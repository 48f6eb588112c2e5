//! Wire codec: little-endian integer helpers and the page checksum.
//!
//! All multi-byte integers in CANnuccia payloads are little-endian. The page
//! checksum is CRC-16/XMODEM (poly 0x1021, init 0x0000, no reflection, no
//! final XOR), which must match the device bootloader's computation exactly.

use byteorder::{ByteOrder, LittleEndian};
use crc::{CRC_16_XMODEM, Crc};

const CRC16: Crc<u16> = Crc::<u16>::new(&CRC_16_XMODEM);

/// CRC-16/XMODEM of `data`, as exchanged in WRITES_CHECKED.
pub fn crc16(data: &[u8]) -> u16 {
    CRC16.checksum(data)
}

/// Reads a little-endian u16; caller guarantees `buf.len() >= 2`.
pub fn read_u16_le(buf: &[u8]) -> u16 {
    LittleEndian::read_u16(buf)
}

/// Reads a little-endian u32; caller guarantees `buf.len() >= 4`.
pub fn read_u32_le(buf: &[u8]) -> u32 {
    LittleEndian::read_u32(buf)
}

/// Encodes a u32 as its little-endian payload bytes.
pub fn u32_le_bytes(value: u32) -> [u8; 4] {
    let mut buf = [0u8; 4];
    LittleEndian::write_u32(&mut buf, value);
    buf
}
//! cannuccia-core: host-side programmer for the CANnuccia bootloader
//! network.
//!
//! Drives the CANnuccia protocol from the host end of a shared CAN bus:
//! unlocking device bootloaders, carving ELF firmware images into flash
//! pages, writing each page with a CRC-verified commit, and returning
//! devices to application mode.
//!
//! # Architecture
//!
//! The crate is organized into layers:
//!
//! - **Protocol**: message id constants, extended-id packing, wire codec
//! - **Can**: CAN backend abstraction (SocketCAN, mock)
//! - **Elf / FlashMap**: firmware ingestion and page carving
//! - **Comms**: the per-device protocol state machine
//! - **Ops**: long-running operations (unlock set, lock set, flash ELF)
//! - **Engine**: the serial scheduler and event pump tying it together
//!
//! Everything runs on one thread: inbound frames enter the engine, the
//! state machine emits typed events, and the active operation reacts by
//! issuing further commands. Operations never block.
//!
//! # Example
//!
//! ```no_run
//! use cannuccia_core::config::Config;
//! use cannuccia_core::engine::Engine;
//! use cannuccia_core::ops::{Operation, StartDevicesOp};
//!
//! let config = Config {
//!     can_backend: "socketcan".to_string(),
//!     can_interface: "vcan0".to_string(),
//! };
//! let mut engine = Engine::from_config(&config).expect("CAN link");
//! engine.enqueue(Operation::StartDevices(StartDevicesOp::new(
//!     [0x42],
//!     Box::new(|msg, progress| println!("[{progress:>3}] {msg}")),
//! )));
//! engine.run().expect("bus error");
//! ```

pub mod can;
pub mod comms;
pub mod config;
pub mod elf;
pub mod engine;
pub mod events;
pub mod flash_map;
pub mod ops;
pub mod protocol;

// Re-exports for convenience
pub use can::{CanBackend, CanError, MockCan, RxFrame, SocketCanBackend};
pub use comms::{Comms, DeviceStats};
pub use config::{Config, ConfigError};
pub use elf::{ElfError, FirmwareElf, LoadableSegment};
pub use engine::{Engine, EngineError};
pub use events::{CommsEvent, LogHandler, LogLevel, ProgressHandler};
pub use flash_map::FlashMap;
pub use ops::{FlashElfOp, Operation, StartDevicesOp, StopDevicesOp};
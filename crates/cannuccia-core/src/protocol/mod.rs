//! Protocol module - CANnuccia wire protocol definitions.

pub mod constants;
pub mod eid;
pub mod wire;

pub use constants::*;
pub use eid::{driver_id, pack_eid, to_driver_id, unpack_driver_id};
pub use wire::{crc16, read_u16_le, read_u32_le, u32_le_bytes};
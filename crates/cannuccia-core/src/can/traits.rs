//! CAN backend abstraction.
//!
//! Defines the `CanBackend` trait the engine drives, allowing different
//! implementations (SocketCAN, mock, future drivers).

use thiserror::Error;

#[derive(Error, Debug)]
pub enum CanError {
    #[error("Failed to open CAN interface {interface}: {message}")]
    OpenFailed { interface: String, message: String },

    #[error("Send failed: {0}")]
    SendFailed(String),

    #[error("Receive failed: {0}")]
    RecvFailed(String),

    #[error("Payload is {0} bytes, CAN 2.0B frames carry at most 8")]
    PayloadTooLong(usize),

    #[error("IO error: {0}")]
    Io(#[from] std::io::Error),
}

/// One inbound CAN frame, id already in driver form.
#[derive(Debug, Clone, PartialEq, Eq)]
pub struct RxFrame {
    pub raw_id: u32,
    pub payload: Vec<u8>,
}

/// Abstract CAN bus interface.
///
/// `raw_id` is always the driver-form extended id (see
/// [`crate::protocol::eid`]); the engine converts to and from
/// `(msg_id, dev_id)` tuples at this boundary. Implementations must preserve
/// send order per interface.
pub trait CanBackend {
    /// Queue one frame for transmission.
    fn send_frame(&mut self, raw_id: u32, payload: &[u8]) -> Result<(), CanError>;

    /// Fetch the next inbound frame, or `None` if none arrived within the
    /// backend's polling window.
    fn recv_frame(&mut self) -> Result<Option<RxFrame>, CanError>;
}

impl<B: CanBackend + ?Sized> CanBackend for Box<B> {
    fn send_frame(&mut self, raw_id: u32, payload: &[u8]) -> Result<(), CanError> {
        (**self).send_frame(raw_id, payload)
    }

    fn recv_frame(&mut self) -> Result<Option<RxFrame>, CanError> {
        (**self).recv_frame()
    }
}
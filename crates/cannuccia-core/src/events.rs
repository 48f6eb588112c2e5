//! Event and callback types shared by the engine and its callers.
//!
//! Lets CLI/GUI layers observe protocol progress without coupling to the
//! core logic.

use std::fmt;

use crate::comms::DeviceStats;

/// Log level for messages forwarded to the user's log sink.
#[derive(Debug, Clone, Copy, PartialEq, Eq)]
pub enum LogLevel {
    Debug,
    Info,
    Warning,
    Error,
}

impl fmt::Display for LogLevel {
    fn fmt(&self, f: &mut fmt::Formatter<'_>) -> fmt::Result {
        match self {
            LogLevel::Debug => write!(f, "DEBUG"),
            LogLevel::Info => write!(f, "INFO"),
            LogLevel::Warning => write!(f, "WARNING"),
            LogLevel::Error => write!(f, "ERROR"),
        }
    }
}

/// Sink for engine log messages, invoked synchronously.
pub type LogHandler = Box<dyn FnMut(LogLevel, &str)>;

/// Per-operation progress callback.
///
/// Progress values 0..=99 mean "ongoing", 100 means "done, success", and a
/// negative value means "failed" with the magnitude as an error code. The
/// terminal values (100 or negative) are reported exactly once, as the
/// operation's last word.
pub type ProgressHandler = Box<dyn FnMut(&str, i32)>;

/// High-level events emitted by the protocol state machine, consumed by the
/// active operation.
#[derive(Debug, Clone, Copy, PartialEq, Eq)]
pub enum CommsEvent {
    /// PROG_REQ_RESP + UNLOCK + UNLOCKED completed: the device is in
    /// programming mode and reported its stats.
    ProgStarted { dev_id: u8, stats: DeviceStats },

    /// PROG_DONE_ACK received: the device is back in application mode.
    ProgEnded { dev_id: u8 },

    /// WRITES_COMMITTED received for this page.
    PageFlashed { dev_id: u8, page_addr: u32 },

    /// Device CRC disagreed with ours; the page was dropped from the
    /// pending set and may be re-enqueued by the caller.
    PageFlashErrored {
        dev_id: u8,
        page_addr: u32,
        expected_crc: u16,
        received_crc: u16,
    },
}

impl CommsEvent {
    /// The device this event concerns.
    pub fn dev_id(&self) -> u8 {
        match *self {
            CommsEvent::ProgStarted { dev_id, .. }
            | CommsEvent::ProgEnded { dev_id }
            | CommsEvent::PageFlashed { dev_id, .. }
            | CommsEvent::PageFlashErrored { dev_id, .. } => dev_id,
        }
    }
}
*-*-*
▶ **WHAT IS REQUIRED**
Reproduce each entry above character for character.

▶ **WRITTEN SOLUTION**
repository 48f6eb588112c2e5
//! Wire codec: little-endian integer helpers and the page checksum.
//!
//! All multi-byte integers in CANnuccia payloads are little-endian. The page
//! checksum is CRC-16/XMODEM (poly 0x1021, init 0x0000, no reflection, no
//! final XOR), which must match the device bootloader's computation exactly.

use byteorder::{ByteOrder, LittleEndian};
use crc::{CRC_16_XMODEM, Crc};

const CRC16: Crc<u16> = Crc::<u16>::new(&CRC_16_XMODEM);

/// CRC-16/XMODEM of `data`, as exchanged in WRITES_CHECKED.
pub fn crc16(data: &[u8]) -> u16 {
    CRC16.checksum(data)
}

/// Reads a little-endian u16; caller guarantees `buf.len() >= 2`.
pub fn read_u16_le(buf: &[u8]) -> u16 {
    LittleEndian::read_u16(buf)
}

/// Reads a little-endian u32; caller guarantees `buf.len() >= 4`.
pub fn read_u32_le(buf: &[u8]) -> u32 {
    LittleEndian::read_u32(buf)
}

/// Encodes a u32 as its little-endian payload bytes.
pub fn u32_le_bytes(value: u32) -> [u8; 4] {
    let mut buf = [0u8; 4];
    LittleEndian::write_u32(&mut buf, value);
    buf
}
//! cannuccia-core: host-side programmer for the CANnuccia bootloader
//! network.
//!
//! Drives the CANnuccia protocol from the host end of a shared CAN bus:
//! unlocking device bootloaders, carving ELF firmware images into flash
//! pages, writing each page with a CRC-verified commit, and returning
//! devices to application mode.
//!
//! # Architecture
//!
//! The crate is organized into layers:
//!
//! - **Protocol**: message id constants, extended-id packing, wire codec
//! - **Can**: CAN backend abstraction (SocketCAN, mock)
//! - **Elf / FlashMap**: firmware ingestion and page carving
//! - **Comms**: the per-device protocol state machine
//! - **Ops**: long-running operations (unlock set, lock set, flash ELF)
//! - **Engine**: the serial scheduler and event pump tying it together
//!
//! Everything runs on one thread: inbound frames enter the engine, the
//! state machine emits typed events, and the active operation reacts by
//! issuing further commands. Operations never block.
//!
//! # Example
//!
//! ```no_run
//! use cannuccia_core::config::Config;
//! use cannuccia_core::engine::Engine;
//! use cannuccia_core::ops::{Operation, StartDevicesOp};
//!
//! let config = Config {
//!     can_backend: "socketcan".to_string(),
//!     can_interface: "vcan0".to_string(),
//! };
//! let mut engine = Engine::from_config(&config).expect("CAN link");
//! engine.enqueue(Operation::StartDevices(StartDevicesOp::new(
//!     [0x42],
//!     Box::new(|msg, progress| println!("[{progress:>3}] {msg}")),
//! )));
//! engine.run().expect("bus error");
//! ```

pub mod can;
pub mod comms;
pub mod config;
pub mod elf;
pub mod engine;
pub mod events;
pub mod flash_map;
pub mod ops;
pub mod protocol;

// Re-exports for convenience
pub use can::{CanBackend, CanError, MockCan, RxFrame, SocketCanBackend};
pub use comms::{Comms, DeviceStats};
pub use config::{Config, ConfigError};
pub use elf::{ElfError, FirmwareElf, LoadableSegment};
pub use engine::{Engine, EngineError};
pub use events::{CommsEvent, LogHandler, LogLevel, ProgressHandler};
pub use flash_map::FlashMap;
pub use ops::{FlashElfOp, Operation, StartDevicesOp, StopDevicesOp};
filename crates/cannuccia-core/src/protocol/mod.rs
//! Protocol module - CANnuccia wire protocol definitions.

pub mod constants;
pub mod eid;
pub mod wire;

pub use constants::*;
pub use eid::{driver_id, pack_eid, to_driver_id, unpack_driver_id};
pub use wire::{crc16, read_u16_le, read_u32_le, u32_le_bytes};
filename crates/cannuccia-core/src/can/traits.rs
//! CAN backend abstraction.
//!
//! Defines the `CanBackend` trait the engine drives, allowing different
//! implementations (SocketCAN, mock, future drivers).

use thiserror::Error;

#[derive(Error, Debug)]
pub enum CanError {
    #[error("Failed to open CAN interface {interface}: {message}")]
    OpenFailed { interface: String, message: String },

    #[error("Send failed: {0}")]
    SendFailed(String),

    #[error("Receive failed: {0}")]
    RecvFailed(String),

    #[error("Payload is {0} bytes, CAN 2.0B frames carry at most 8")]
    PayloadTooLong(usize),

    #[error("IO error: {0}")]
    Io(#[from] std::io::Error),
}

/// One inbound CAN frame, id already in driver form.
#[derive(Debug, Clone, PartialEq, Eq)]
pub struct RxFrame {
    pub raw_id: u32,
    pub payload: Vec<u8>,
}

/// Abstract CAN bus interface.
///
/// `raw_id` is always the driver-form extended id (see
/// [`crate::protocol::eid`]); the engine converts to and from
/// `(msg_id, dev_id)` tuples at this boundary. Implementations must preserve
/// send order per interface.
pub trait CanBackend {
    /// Queue one frame for transmission.
    fn send_frame(&mut self, raw_id: u32, payload: &[u8]) -> Result<(), CanError>;

    /// Fetch the next inbound frame, or `None` if none arrived within the
    /// backend's polling window.
    fn recv_frame(&mut self) -> Result<Option<RxFrame>, CanError>;
}

impl<B: CanBackend + ?Sized> CanBackend for Box<B> {
    fn send_frame(&mut self, raw_id: u32, payload: &[u8]) -> Result<(), CanError> {
        (**self).send_frame(raw_id, payload)
    }

    fn recv_frame(&mut self) -> Result<Option<RxFrame>, CanError> {
        (**self).recv_frame()
    }
}
filename crates/cannuccia-core/src/events.rs
repository 48f6eb588112c2e5
//! Event and callback types shared by the engine and its callers.
//!
//! Lets CLI/GUI layers observe protocol progress without coupling to the
//! core logic.

use std::fmt;

use crate::comms::DeviceStats;

/// Log level for messages forwarded to the user's log sink.
#[derive(Debug, Clone, Copy, PartialEq, Eq)]
pub enum LogLevel {
    Debug,
    Info,
    Warning,
    Error,
}

impl fmt::Display for LogLevel {
    fn fmt(&self, f: &mut fmt::Formatter<'_>) -> fmt::Result {
        match self {
            LogLevel::Debug => write!(f, "DEBUG"),
            LogLevel::Info => write!(f, "INFO"),
            LogLevel::Warning => write!(f, "WARNING"),
            LogLevel::Error => write!(f, "ERROR"),
        }
    }
}

/// Sink for engine log messages, invoked synchronously.
pub type LogHandler = Box<dyn FnMut(LogLevel, &str)>;

/// Per-operation progress callback.
///
/// Progress values 0..=99 mean "ongoing", 100 means "done, success", and a
/// negative value means "failed" with the magnitude as an error code. The
/// terminal values (100 or negative) are reported exactly once, as the
/// operation's last word.
pub type ProgressHandler = Box<dyn FnMut(&str, i32)>;

/// High-level events emitted by the protocol state machine, consumed by the
/// active operation.
#[derive(Debug, Clone, Copy, PartialEq, Eq)]
pub enum CommsEvent {
    /// PROG_REQ_RESP + UNLOCK + UNLOCKED completed: the device is in
    /// programming mode and reported its stats.
    ProgStarted { dev_id: u8, stats: DeviceStats },

    /// PROG_DONE_ACK received: the device is back in application mode.
    ProgEnded { dev_id: u8 },

    /// WRITES_COMMITTED received for this page.
    PageFlashed { dev_id: u8, page_addr: u32 },

    /// Device CRC disagreed with ours; the page was dropped from the
    /// pending set and may be re-enqueued by the caller.
    PageFlashErrored {
        dev_id: u8,
        page_addr: u32,
        expected_crc: u16,
        received_crc: u16,
    },
}

impl CommsEvent {
    /// The device this event concerns.
    pub fn dev_id(&self) -> u8 {
        match *self {
            CommsEvent::ProgStarted { dev_id, .. }
            | CommsEvent::ProgEnded { dev_id }
            | CommsEvent::PageFlashed { dev_id, .. }
            | CommsEvent::PageFlashErrored { dev_id, .. } => dev_id,
        }
    }
}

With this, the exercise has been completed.